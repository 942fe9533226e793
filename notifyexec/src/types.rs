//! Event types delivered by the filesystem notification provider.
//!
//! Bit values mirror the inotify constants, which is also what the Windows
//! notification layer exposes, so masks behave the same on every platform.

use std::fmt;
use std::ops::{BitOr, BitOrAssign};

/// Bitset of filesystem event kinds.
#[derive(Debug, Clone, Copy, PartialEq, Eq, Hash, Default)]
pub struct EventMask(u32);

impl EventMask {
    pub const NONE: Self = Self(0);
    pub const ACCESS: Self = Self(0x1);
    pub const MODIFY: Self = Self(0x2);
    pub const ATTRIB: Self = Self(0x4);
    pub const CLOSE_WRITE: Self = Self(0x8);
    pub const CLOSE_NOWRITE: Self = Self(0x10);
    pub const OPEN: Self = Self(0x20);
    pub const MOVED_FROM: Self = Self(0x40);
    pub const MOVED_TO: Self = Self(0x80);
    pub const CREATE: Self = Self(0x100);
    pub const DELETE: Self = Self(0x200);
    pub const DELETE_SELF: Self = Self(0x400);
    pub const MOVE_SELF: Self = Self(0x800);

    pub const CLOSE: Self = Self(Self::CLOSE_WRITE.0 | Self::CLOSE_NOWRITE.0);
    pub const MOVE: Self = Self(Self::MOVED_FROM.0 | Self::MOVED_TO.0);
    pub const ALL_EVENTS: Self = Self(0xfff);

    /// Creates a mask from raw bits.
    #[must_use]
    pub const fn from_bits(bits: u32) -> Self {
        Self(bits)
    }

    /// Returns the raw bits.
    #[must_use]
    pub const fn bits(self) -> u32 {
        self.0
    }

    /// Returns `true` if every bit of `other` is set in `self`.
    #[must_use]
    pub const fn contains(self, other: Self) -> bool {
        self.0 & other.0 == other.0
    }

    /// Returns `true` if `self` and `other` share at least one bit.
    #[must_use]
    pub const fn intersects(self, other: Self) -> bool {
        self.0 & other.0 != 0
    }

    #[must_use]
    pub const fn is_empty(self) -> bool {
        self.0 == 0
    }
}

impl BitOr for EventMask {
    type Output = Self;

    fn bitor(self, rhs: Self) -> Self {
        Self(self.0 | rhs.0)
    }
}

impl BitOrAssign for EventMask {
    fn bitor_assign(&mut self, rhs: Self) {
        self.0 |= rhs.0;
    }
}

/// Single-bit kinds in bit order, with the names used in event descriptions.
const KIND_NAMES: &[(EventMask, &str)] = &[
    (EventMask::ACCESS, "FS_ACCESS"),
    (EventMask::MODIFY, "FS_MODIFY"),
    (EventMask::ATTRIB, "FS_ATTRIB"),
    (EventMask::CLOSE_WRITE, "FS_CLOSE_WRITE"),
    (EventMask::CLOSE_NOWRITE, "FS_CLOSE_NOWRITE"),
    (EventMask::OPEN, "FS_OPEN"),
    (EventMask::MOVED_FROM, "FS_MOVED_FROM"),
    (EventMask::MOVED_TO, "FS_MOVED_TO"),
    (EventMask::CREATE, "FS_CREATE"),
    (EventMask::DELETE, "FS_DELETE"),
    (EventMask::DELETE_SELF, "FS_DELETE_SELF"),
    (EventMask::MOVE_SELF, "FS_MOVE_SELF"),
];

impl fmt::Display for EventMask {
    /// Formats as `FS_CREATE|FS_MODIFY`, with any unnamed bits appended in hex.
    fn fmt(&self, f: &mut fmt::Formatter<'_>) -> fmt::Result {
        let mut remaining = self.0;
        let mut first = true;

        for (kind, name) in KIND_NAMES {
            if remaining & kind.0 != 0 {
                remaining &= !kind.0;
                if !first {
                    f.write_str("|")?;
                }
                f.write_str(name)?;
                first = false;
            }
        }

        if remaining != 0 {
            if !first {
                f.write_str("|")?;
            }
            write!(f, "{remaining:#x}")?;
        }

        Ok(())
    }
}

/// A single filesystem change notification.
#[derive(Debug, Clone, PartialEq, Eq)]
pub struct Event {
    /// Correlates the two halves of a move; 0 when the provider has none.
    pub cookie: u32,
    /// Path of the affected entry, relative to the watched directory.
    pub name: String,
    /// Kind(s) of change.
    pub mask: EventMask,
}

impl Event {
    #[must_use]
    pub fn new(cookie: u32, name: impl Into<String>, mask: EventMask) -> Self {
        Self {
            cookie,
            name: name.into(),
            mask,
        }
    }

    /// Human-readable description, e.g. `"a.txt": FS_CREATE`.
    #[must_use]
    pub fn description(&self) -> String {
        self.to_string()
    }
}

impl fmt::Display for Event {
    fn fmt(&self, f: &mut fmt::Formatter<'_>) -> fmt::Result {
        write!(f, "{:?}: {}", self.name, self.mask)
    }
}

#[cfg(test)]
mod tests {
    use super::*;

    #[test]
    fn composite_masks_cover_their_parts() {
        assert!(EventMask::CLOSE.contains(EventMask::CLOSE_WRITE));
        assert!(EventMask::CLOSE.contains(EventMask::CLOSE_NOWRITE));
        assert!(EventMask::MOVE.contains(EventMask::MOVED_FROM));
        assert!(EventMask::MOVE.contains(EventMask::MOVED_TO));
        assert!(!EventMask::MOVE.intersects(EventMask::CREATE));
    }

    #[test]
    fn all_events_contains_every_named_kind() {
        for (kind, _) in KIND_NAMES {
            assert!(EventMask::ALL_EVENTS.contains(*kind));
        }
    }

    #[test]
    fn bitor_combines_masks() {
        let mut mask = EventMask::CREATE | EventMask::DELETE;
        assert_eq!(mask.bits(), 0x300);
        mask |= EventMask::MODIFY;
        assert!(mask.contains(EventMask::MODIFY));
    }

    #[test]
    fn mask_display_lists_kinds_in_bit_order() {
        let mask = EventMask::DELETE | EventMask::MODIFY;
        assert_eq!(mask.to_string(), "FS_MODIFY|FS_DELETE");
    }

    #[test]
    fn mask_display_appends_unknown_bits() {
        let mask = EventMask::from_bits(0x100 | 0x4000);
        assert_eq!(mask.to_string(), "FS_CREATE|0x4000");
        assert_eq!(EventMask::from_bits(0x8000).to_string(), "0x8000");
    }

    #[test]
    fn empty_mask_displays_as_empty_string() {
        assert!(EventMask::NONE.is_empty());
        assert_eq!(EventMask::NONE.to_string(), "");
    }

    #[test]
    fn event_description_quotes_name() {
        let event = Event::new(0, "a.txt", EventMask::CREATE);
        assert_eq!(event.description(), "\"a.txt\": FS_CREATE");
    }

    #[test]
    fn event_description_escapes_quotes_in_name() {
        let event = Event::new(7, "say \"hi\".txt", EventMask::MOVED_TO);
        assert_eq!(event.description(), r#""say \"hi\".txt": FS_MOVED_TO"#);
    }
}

_ _ _ _ _ _ _

• _Goal of the exercise_
Bring together all lines in the records where the word "OPEN" is found.

• _Response_
    pub const OPEN: Self = Self(0x20);
    (EventMask::OPEN, "FS_OPEN"),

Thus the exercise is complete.